##### Records supplied

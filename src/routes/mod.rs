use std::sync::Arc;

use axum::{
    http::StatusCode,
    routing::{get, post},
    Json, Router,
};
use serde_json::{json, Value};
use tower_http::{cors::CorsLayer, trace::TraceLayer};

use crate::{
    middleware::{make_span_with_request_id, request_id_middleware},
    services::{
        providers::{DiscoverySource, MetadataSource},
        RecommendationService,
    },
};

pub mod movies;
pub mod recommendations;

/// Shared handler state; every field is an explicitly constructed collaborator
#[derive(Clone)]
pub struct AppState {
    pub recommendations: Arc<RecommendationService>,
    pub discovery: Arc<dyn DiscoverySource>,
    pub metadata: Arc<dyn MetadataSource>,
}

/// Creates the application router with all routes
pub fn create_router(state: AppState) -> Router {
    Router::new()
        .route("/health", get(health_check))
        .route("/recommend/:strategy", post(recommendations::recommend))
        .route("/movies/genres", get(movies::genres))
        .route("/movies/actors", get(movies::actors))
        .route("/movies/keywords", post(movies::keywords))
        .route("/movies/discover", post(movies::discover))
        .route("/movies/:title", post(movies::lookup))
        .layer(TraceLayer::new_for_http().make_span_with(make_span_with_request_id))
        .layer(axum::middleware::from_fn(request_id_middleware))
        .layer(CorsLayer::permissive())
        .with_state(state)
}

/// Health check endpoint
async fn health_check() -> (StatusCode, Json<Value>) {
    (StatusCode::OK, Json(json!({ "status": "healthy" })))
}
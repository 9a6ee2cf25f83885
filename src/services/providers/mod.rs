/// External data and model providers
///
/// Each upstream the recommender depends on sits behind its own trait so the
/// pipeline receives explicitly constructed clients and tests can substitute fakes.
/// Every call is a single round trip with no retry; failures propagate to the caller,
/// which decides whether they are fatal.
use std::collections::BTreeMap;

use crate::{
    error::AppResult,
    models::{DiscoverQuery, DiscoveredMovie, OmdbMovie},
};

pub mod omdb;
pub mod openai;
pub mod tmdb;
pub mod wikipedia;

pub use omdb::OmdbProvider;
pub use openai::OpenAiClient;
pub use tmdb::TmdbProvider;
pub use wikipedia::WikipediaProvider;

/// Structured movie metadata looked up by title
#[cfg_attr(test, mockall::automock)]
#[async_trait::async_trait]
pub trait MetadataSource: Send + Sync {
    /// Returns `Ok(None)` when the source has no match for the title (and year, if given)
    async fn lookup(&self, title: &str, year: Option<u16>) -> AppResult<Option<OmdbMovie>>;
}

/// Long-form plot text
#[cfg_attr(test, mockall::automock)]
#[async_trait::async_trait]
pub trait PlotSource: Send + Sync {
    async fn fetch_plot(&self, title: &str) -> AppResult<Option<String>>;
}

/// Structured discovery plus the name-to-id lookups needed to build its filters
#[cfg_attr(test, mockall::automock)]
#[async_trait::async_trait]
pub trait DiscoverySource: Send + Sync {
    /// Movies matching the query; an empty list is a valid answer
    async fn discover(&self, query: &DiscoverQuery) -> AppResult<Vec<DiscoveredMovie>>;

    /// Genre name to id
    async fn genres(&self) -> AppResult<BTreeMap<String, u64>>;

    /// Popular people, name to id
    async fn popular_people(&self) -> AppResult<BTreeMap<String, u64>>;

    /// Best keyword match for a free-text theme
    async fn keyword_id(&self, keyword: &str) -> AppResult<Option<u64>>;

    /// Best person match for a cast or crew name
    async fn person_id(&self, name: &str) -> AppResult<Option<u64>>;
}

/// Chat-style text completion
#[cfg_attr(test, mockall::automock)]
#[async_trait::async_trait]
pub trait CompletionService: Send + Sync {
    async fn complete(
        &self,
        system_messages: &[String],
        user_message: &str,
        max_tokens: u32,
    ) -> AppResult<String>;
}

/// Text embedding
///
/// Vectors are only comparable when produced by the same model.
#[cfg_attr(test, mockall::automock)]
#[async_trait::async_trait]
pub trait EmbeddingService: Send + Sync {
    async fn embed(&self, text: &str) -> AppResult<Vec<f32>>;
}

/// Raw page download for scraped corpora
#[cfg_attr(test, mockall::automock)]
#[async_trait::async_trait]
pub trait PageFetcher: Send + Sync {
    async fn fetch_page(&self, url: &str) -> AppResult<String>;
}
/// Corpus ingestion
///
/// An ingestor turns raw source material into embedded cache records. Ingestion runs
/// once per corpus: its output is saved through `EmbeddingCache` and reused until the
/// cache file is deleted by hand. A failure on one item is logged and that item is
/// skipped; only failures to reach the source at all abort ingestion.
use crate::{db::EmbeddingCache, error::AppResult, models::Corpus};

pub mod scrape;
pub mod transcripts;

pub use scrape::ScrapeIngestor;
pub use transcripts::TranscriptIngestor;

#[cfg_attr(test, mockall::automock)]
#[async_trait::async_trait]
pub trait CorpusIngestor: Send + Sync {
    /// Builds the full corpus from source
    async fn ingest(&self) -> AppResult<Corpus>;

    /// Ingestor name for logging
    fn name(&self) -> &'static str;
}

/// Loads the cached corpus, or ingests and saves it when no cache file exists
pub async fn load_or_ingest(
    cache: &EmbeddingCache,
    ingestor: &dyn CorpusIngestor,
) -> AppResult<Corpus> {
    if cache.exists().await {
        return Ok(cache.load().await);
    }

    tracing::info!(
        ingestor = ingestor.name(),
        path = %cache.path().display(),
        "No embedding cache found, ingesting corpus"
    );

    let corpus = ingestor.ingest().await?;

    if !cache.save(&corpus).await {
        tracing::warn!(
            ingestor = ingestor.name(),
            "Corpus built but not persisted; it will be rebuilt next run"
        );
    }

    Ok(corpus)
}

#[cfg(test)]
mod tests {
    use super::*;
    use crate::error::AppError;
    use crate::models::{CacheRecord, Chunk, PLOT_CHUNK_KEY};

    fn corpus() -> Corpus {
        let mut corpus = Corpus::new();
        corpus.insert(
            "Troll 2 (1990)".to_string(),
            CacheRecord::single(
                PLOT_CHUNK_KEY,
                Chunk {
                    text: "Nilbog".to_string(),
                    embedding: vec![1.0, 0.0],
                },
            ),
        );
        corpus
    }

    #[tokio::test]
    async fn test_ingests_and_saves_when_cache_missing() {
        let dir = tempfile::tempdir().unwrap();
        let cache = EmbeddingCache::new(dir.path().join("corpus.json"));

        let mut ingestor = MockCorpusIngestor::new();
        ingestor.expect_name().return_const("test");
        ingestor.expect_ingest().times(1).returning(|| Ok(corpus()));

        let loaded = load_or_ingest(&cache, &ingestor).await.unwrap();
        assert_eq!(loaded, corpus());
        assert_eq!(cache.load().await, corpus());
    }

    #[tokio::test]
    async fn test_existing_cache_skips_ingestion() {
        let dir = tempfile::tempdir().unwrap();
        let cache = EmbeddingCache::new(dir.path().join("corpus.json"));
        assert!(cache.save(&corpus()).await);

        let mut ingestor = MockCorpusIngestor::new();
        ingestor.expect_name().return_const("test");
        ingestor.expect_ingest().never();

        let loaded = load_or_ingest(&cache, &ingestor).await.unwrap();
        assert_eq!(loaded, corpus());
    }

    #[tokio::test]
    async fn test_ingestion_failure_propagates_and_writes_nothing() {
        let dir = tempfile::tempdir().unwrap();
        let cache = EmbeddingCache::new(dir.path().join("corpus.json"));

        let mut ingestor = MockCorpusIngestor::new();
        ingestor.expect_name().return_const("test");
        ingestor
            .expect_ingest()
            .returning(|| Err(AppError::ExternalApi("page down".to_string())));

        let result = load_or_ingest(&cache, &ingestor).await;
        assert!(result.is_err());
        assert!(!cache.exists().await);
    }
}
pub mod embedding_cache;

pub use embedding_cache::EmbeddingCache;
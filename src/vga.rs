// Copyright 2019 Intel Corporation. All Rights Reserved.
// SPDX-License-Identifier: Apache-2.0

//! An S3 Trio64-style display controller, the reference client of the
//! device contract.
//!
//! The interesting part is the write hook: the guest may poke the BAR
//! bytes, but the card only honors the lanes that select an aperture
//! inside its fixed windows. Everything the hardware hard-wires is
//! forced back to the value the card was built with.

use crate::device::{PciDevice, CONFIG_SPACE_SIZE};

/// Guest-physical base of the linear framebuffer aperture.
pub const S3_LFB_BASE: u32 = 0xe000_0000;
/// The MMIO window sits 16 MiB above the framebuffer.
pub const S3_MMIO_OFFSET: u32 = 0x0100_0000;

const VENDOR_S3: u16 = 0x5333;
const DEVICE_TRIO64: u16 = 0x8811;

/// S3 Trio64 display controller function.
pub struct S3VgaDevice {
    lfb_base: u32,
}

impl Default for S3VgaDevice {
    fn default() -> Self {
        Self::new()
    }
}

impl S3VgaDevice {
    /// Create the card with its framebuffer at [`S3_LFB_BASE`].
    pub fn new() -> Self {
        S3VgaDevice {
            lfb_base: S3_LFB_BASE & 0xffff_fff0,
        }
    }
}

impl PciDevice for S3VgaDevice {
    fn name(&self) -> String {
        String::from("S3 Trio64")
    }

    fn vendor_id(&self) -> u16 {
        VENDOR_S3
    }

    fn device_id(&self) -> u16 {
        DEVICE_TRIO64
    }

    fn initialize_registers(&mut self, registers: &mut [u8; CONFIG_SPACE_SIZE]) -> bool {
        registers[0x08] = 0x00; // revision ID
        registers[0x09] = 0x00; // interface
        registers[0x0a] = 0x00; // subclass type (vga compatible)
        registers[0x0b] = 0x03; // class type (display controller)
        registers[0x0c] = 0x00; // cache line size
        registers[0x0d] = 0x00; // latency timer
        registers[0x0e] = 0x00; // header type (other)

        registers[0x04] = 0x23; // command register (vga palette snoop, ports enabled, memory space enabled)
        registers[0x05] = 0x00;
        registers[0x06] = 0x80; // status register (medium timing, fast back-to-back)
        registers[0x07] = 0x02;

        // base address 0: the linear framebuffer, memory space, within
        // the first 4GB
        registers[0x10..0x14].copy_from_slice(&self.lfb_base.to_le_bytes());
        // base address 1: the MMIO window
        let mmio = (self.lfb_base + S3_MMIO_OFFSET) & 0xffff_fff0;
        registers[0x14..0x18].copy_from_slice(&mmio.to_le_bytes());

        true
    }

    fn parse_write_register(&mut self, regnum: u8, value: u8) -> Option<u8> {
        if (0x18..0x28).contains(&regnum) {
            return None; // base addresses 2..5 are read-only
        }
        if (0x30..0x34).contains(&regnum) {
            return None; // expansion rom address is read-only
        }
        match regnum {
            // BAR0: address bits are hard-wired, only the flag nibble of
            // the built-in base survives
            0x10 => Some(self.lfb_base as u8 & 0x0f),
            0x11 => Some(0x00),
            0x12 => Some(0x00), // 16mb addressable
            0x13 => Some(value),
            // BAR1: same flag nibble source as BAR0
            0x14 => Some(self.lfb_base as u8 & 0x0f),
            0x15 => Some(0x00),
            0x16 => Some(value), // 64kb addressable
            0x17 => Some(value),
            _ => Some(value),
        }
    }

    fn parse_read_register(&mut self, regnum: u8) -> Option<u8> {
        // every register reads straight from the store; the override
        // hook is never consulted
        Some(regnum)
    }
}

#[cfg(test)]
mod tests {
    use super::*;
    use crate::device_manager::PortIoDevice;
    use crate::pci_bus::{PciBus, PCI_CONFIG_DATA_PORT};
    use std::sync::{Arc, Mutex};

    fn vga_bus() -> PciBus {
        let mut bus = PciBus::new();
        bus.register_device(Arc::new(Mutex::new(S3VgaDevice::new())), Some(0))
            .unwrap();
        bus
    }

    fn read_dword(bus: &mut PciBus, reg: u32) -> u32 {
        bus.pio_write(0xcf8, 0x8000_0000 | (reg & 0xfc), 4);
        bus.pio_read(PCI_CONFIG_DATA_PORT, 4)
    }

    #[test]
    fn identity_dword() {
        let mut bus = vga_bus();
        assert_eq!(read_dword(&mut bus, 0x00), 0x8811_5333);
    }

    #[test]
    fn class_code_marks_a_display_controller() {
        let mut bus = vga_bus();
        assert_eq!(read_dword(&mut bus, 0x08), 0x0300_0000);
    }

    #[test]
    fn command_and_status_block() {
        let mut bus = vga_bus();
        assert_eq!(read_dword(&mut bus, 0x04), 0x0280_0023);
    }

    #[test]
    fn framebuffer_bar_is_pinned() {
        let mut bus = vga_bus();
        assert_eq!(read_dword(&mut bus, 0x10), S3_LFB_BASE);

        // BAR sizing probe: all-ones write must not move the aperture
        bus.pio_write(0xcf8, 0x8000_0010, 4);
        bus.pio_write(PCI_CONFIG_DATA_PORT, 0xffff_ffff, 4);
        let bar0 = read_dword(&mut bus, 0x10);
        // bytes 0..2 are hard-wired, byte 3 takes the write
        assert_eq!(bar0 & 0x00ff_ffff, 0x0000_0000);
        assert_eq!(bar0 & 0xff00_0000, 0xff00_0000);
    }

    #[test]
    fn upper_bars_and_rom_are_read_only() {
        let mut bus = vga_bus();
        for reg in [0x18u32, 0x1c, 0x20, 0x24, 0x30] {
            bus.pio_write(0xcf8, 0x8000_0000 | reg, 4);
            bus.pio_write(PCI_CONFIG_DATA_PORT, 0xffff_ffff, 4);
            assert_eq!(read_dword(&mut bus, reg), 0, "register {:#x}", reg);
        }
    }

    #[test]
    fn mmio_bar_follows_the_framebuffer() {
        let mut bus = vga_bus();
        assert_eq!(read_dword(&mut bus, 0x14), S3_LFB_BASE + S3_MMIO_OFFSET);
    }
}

##########

*The problem*. Among the entries above, count the lines that contain the word "linear" and give the number by itself.

*Task response*. 2